The sole male member of the cast is Mitch Tebo, who plays Annabell's psychiatrist and happens to have some of the best lines in the play, all of which he delivers with panache. However, the emotional core of Annabell's world, and of the play, turns out to be the Neiman Marcus sales clerk, Mrs. Craig, played flawlessly by Lee Roy Rogers, who has been seen recently in such hits as Tribes and Orson's Shadow. Mrs. Craig first meets young Annabell on the day that Kennedy is assassinated (and when another event happens that becomes pivotal in the lives of both women). Over the years, she helps Annabell find dresses for all of the important occasions in her life, gradually forming a bond we don't see at first, but that develops into something surprisingly beautiful.

Much of the success of the piece comes from the superb direction by Sam Pinkleton. Best known for his choreography in such shows as Natasha, Pierre, and the Great Comet of 1812, Pinkleton maneuvers the cast around the stage of the Strelsin (notoriously about the size of a postage stamp) showing more than 20 years of Annabell's life. To his credit, it's almost always clear where and when the scenes are taking place. In this, he's aided by a set designed by Christopher Ford and Dakota Rose that is perfectly lit by Vadim Ledvin.

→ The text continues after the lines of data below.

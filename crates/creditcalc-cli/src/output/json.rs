use creditcalc_core::{ComputationOutput, LoanOutcome};

/// Pretty-print the full output envelope to stdout.
pub fn print_json(output: &ComputationOutput<LoanOutcome>) -> serde_json::Result<()> {
    println!("{}", render_json(output)?);
    Ok(())
}

pub fn render_json(output: &ComputationOutput<LoanOutcome>) -> serde_json::Result<String> {
    serde_json::to_string_pretty(output)
}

Unfortunately, Fix Me Jesus is only running until November 24, so hurry up and see it!


Sunday, October 6, 2013

The Great Comet

Last night, I saw Natasha, Pierre, and the Great Comet of 1812. The show has moved uptown to a tent in the same empty lot on West 45th Street where the Spiegeltent was last year.

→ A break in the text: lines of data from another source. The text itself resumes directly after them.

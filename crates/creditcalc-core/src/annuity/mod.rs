//! Annuity loans: level monthly payments.
//!
//! Given any two of principal, payment and term (plus the rate), solve the third.

pub mod months;
pub mod payment;
pub mod principal;

pub use months::{solve_number_of_months, RepaymentTerm};
pub use payment::{solve_annuity_payment, AnnuityPayment};
pub use principal::{solve_loan_principal, LoanPrincipal};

The set-up worked quite wonderfully. Most of the action took place in the center of the floor, flanked by tables where the audience sat and enjoyed drinks and snacks. Around us, however, were raised platforms where additional scenes took place, and where there were additional tables for the audience. We were told that there were no bad seats, and I believe it. We came early, but found they assigned us seats, anyway. This meant we didn't have a choice of where to sit, as is usually the case with general admission, but it all seems to work out for the best, given how well the piece is staged.

The music, composed by Dave Malloy, was fun, though not always memorable. That was fine, however, especially when some of the lyrics (also Malloy's) were so clever. During the opening sequence, the audience is introduced to the cast of characters in a song that keeps adding one more person before repeating everything that came before, a la "Rattlin' Bog" or "Partridge in a Pear Tree." If you still had trouble following the action, there was a family tree (with illustrations) included in the program.

This adaptation of War and Peace made me once again appreciate the brilliance and honesty of Tolstoy's writing. Toward the end, when Pierre asks Natasha whether or not she really loved Anatole, she responds, "I don't know." Instead of renouncing him for a cad or holding fast to the memory or her passion, she is confused, and admits her confusion. It's a wonderful moment.

Originally, Malloy himself played the role of Pierre, but David Abeles, who originated the role of Eamon in Once, has taken over as that character. He does a magnificent job, as do fellow cast members including Phillipa Soo as Natasha and Brittain Ashford as Sonya. I saw the understudy for Anatole, Azudi Onyejekwe, but he also was quite wonderful.